7 mai 2009
Les surveillants de la maison d'arrêt de Vannes ont décidé de durcir leur mouvement ce matin tandis que des négociations se poursuivent au niveau national entre le ministère de la justice et les organisations syndicales. Le directeur de la prison, Olivier Vicquelin, a dû faire appel à la police pour permettre l'entrée d'intervenants extérieurs. Les parloirs sont cependant préservés. La prison de Vannes abrite en ce moment quelque 125 détenus pour88 places théoriques et gère une vingtaine de condamnés porteurs de bracelets électroniques. «Nous allons aussi bloquer l'entrée des détenus», annoncent les surveillants. «Si un tel cas de figure se présente, je ferai de nouveau appel à la police.
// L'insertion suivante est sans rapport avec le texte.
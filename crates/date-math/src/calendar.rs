//! Zone-aware calendar arithmetic on `DateTime<Tz>`.
//!
//! Time-based units (up to half days) move the instant by a fixed duration.
//! Date-based units move the local date and keep the wall-clock time, then
//! re-attach the zone: a local time inside a DST gap is pushed forward by the
//! length of the gap, and an ambiguous local time keeps the offset it had
//! before the operation when possible, otherwise the earlier one.

use chrono::{
    DateTime, Datelike, FixedOffset, LocalResult, Months, NaiveDate, NaiveDateTime, NaiveTime,
    Offset, TimeDelta, TimeZone, Timelike, Weekday,
};
use chrono_tz::Tz;
use serde::Serialize;

/// A calendar unit for addition, truncation and distance.
#[derive(Debug, Clone, Copy, PartialEq, Eq, Hash, PartialOrd, Ord, Serialize)]
pub enum Unit {
    Nanos,
    Millis,
    Seconds,
    Minutes,
    Hours,
    HalfDays,
    Days,
    Weeks,
    Months,
    Quarters,
    Years,
    WeekBasedYears,
    Eras,
}

impl Unit {
    /// Length in seconds of a time-based unit, `None` for date-based units.
    fn fixed_seconds(self) -> Option<i64> {
        match self {
            Self::Seconds => Some(1),
            Self::Minutes => Some(60),
            Self::Hours => Some(3_600),
            Self::HalfDays => Some(43_200),
            _ => None,
        }
    }

    /// Whether the unit has a fixed length independent of the calendar.
    pub fn is_time_based(self) -> bool {
        self <= Self::HalfDays
    }
}

/// Add `amount` units to `dt`. Returns `None` when the result leaves the
/// range chrono can represent.
///
/// Month-based addition clamps the day to the end of the target month, so
/// January 31 plus one month is the last day of February.
pub fn plus(dt: &DateTime<Tz>, amount: i64, unit: Unit) -> Option<DateTime<Tz>> {
    let local = dt.naive_local();
    let shifted = match unit {
        Unit::Nanos => return dt.checked_add_signed(TimeDelta::nanoseconds(amount)),
        Unit::Millis => return dt.checked_add_signed(TimeDelta::try_milliseconds(amount)?),
        Unit::Seconds | Unit::Minutes | Unit::Hours | Unit::HalfDays => {
            let seconds = amount.checked_mul(unit.fixed_seconds()?)?;
            return dt.checked_add_signed(TimeDelta::try_seconds(seconds)?);
        }
        Unit::Days => local.checked_add_signed(TimeDelta::try_days(amount)?)?,
        Unit::Weeks => local.checked_add_signed(TimeDelta::try_days(amount.checked_mul(7)?)?)?,
        Unit::Months => add_months(local.date(), amount)?.and_time(local.time()),
        Unit::Quarters => add_months(local.date(), amount.checked_mul(3)?)?.and_time(local.time()),
        Unit::Years => add_months(local.date(), amount.checked_mul(12)?)?.and_time(local.time()),
        Unit::WeekBasedYears => add_week_based_years(local.date(), amount)?.and_time(local.time()),
        Unit::Eras => add_eras(local.date(), amount)?.and_time(local.time()),
    };
    resolve_local(&dt.timezone(), shifted, Some(dt.offset().fix()))
}

/// Floor `dt` to the start of its current `unit` period in local time.
///
/// Weeks start on Monday; week-based years start on the Monday of ISO week 1.
pub fn truncate(dt: &DateTime<Tz>, unit: Unit) -> Option<DateTime<Tz>> {
    let local = dt.naive_local();
    let date = local.date();
    let time = local.time();
    let truncated = match unit {
        Unit::Nanos => return Some(*dt),
        Unit::Millis => date.and_time(time.with_nanosecond(time.nanosecond() / 1_000_000 * 1_000_000)?),
        Unit::Seconds => date.and_time(time.with_nanosecond(0)?),
        Unit::Minutes => date.and_hms_opt(time.hour(), time.minute(), 0)?,
        Unit::Hours => date.and_hms_opt(time.hour(), 0, 0)?,
        Unit::HalfDays => date.and_hms_opt(time.hour() / 12 * 12, 0, 0)?,
        Unit::Days => date.and_time(NaiveTime::MIN),
        Unit::Weeks => start_of_week(date)?.and_time(NaiveTime::MIN),
        Unit::Months => date.with_day(1)?.and_time(NaiveTime::MIN),
        Unit::Quarters => {
            let first_month = (date.month0() / 3) * 3 + 1;
            NaiveDate::from_ymd_opt(date.year(), first_month, 1)?.and_time(NaiveTime::MIN)
        }
        Unit::Years => NaiveDate::from_ymd_opt(date.year(), 1, 1)?.and_time(NaiveTime::MIN),
        Unit::WeekBasedYears => {
            NaiveDate::from_isoywd_opt(date.iso_week().year(), 1, Weekday::Mon)?
                .and_time(NaiveTime::MIN)
        }
        Unit::Eras => {
            let first_year = if date.year() >= 1 { 1 } else { 0 };
            NaiveDate::from_ymd_opt(first_year, 1, 1)?.and_time(NaiveTime::MIN)
        }
    };
    resolve_local(&dt.timezone(), truncated, Some(dt.offset().fix()))
}

/// Whole `unit`s from `start` to `end`, truncated toward zero. Negative
/// when `end` is before `start`.
pub fn units_between(start: &DateTime<Tz>, end: &DateTime<Tz>, unit: Unit) -> i64 {
    if unit.is_time_based() {
        let delta = end.signed_duration_since(start);
        return match unit {
            Unit::Nanos => delta.num_nanoseconds().unwrap_or(if delta < TimeDelta::zero() {
                i64::MIN
            } else {
                i64::MAX
            }),
            Unit::Millis => delta.num_milliseconds(),
            Unit::Seconds => delta.num_seconds(),
            Unit::Minutes => delta.num_minutes(),
            Unit::Hours => delta.num_hours(),
            _ => delta.num_hours() / 12,
        };
    }

    let from = start.naive_local();
    let to = end.with_timezone(&start.timezone()).naive_local();
    match unit {
        Unit::WeekBasedYears => {
            i64::from(to.date().iso_week().year()) - i64::from(from.date().iso_week().year())
        }
        Unit::Eras => era_of(to.date()) - era_of(from.date()),
        _ => {
            let end_date = whole_day_end(&from, &to);
            match unit {
                Unit::Days => (end_date - from.date()).num_days(),
                Unit::Weeks => (end_date - from.date()).num_days() / 7,
                Unit::Months => months_until(from.date(), end_date),
                Unit::Quarters => months_until(from.date(), end_date) / 3,
                _ => months_until(from.date(), end_date) / 12,
            }
        }
    }
}

/// Attach `tz` to a local date-time. Gap times move forward by the gap
/// length; ambiguous times take the earlier offset.
pub fn localize(tz: &Tz, local: NaiveDateTime) -> Option<DateTime<Tz>> {
    resolve_local(tz, local, None)
}

fn resolve_local(
    tz: &Tz,
    local: NaiveDateTime,
    preferred: Option<FixedOffset>,
) -> Option<DateTime<Tz>> {
    match tz.from_local_datetime(&local) {
        LocalResult::Single(dt) => Some(dt),
        LocalResult::Ambiguous(earlier, later) => {
            if preferred == Some(later.offset().fix()) {
                Some(later)
            } else {
                Some(earlier)
            }
        }
        LocalResult::None => {
            // Read the wall clock with the offset in force before the gap.
            let before = tz
                .offset_from_utc_datetime(&local.checked_sub_signed(TimeDelta::try_days(1)?)?)
                .fix();
            let utc = local.checked_sub_signed(TimeDelta::try_seconds(i64::from(
                before.local_minus_utc(),
            ))?)?;
            Some(tz.from_utc_datetime(&utc))
        }
    }
}

fn start_of_week(date: NaiveDate) -> Option<NaiveDate> {
    date.checked_sub_signed(TimeDelta::try_days(i64::from(
        date.weekday().num_days_from_monday(),
    ))?)
}

fn add_months(date: NaiveDate, months: i64) -> Option<NaiveDate> {
    let magnitude = Months::new(u32::try_from(months.unsigned_abs()).ok()?);
    if months >= 0 {
        date.checked_add_months(magnitude)
    } else {
        date.checked_sub_months(magnitude)
    }
}

fn add_week_based_years(date: NaiveDate, years: i64) -> Option<NaiveDate> {
    let iso = date.iso_week();
    let target = i32::try_from(i64::from(iso.year()).checked_add(years)?).ok()?;
    let week = iso.week().min(weeks_in_week_based_year(target)?);
    NaiveDate::from_isoywd_opt(target, week, date.weekday())
}

fn weeks_in_week_based_year(year: i32) -> Option<u32> {
    // December 28th always falls in the last ISO week of its year.
    Some(NaiveDate::from_ymd_opt(year, 12, 28)?.iso_week().week())
}

fn era_of(date: NaiveDate) -> i64 {
    if date.year() >= 1 {
        1
    } else {
        0
    }
}

fn add_eras(date: NaiveDate, eras: i64) -> Option<NaiveDate> {
    let era = era_of(date).checked_add(eras)?;
    if !(0..=1).contains(&era) {
        return None;
    }
    let year_of_era = if era_of(date) == 1 {
        date.year()
    } else {
        1 - date.year()
    };
    let year = if era == 1 { year_of_era } else { 1 - year_of_era };
    NaiveDate::from_ymd_opt(year, date.month(), date.day())
        .or_else(|| NaiveDate::from_ymd_opt(year, date.month(), date.day() - 1))
}

/// The end date to count whole days or months against: one day is given
/// back when the end's time of day has not yet reached the start's.
fn whole_day_end(from: &NaiveDateTime, to: &NaiveDateTime) -> NaiveDate {
    let end = to.date();
    if end > from.date() && to.time() < from.time() {
        end.pred_opt().unwrap_or(end)
    } else if end < from.date() && to.time() > from.time() {
        end.succ_opt().unwrap_or(end)
    } else {
        end
    }
}

fn months_until(from: NaiveDate, to: NaiveDate) -> i64 {
    let packed = |d: NaiveDate| {
        (i64::from(d.year()) * 12 + i64::from(d.month0())) * 32 + i64::from(d.day())
    };
    (packed(to) - packed(from)) / 32
}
Je tiens à ce que l'établissement continue de fonctionner», indique Olivier Vicquelin, tout en soulignant que le blocage à Vannes se déroule dans le calme. Les surveillants prévoient de maintenir le piquet de grève au moins jusqu'à ce midi.
Trafics entre les murs
«Compte tenu de la surpopulation, les mouvements de détenus se chevauchent. Nous sommes aussi confrontés à des problèmes de ?parachutage? d'objets par-dessus les murs d'enceinte de la maison d'arrêt. On retrouve régulièrement des téléphones dans les cellules», souligne Gérard Lunven, représentant de l'Ufap à la maison d'arrêt de Vannes. Exemple en début de semaine: un détenu de la maison d'arrêt avait envoyé un SMS à un homme interpellé à Vannes pour trafic de cocaïne et condamné dans la foulée à 18 mois de prison ferme.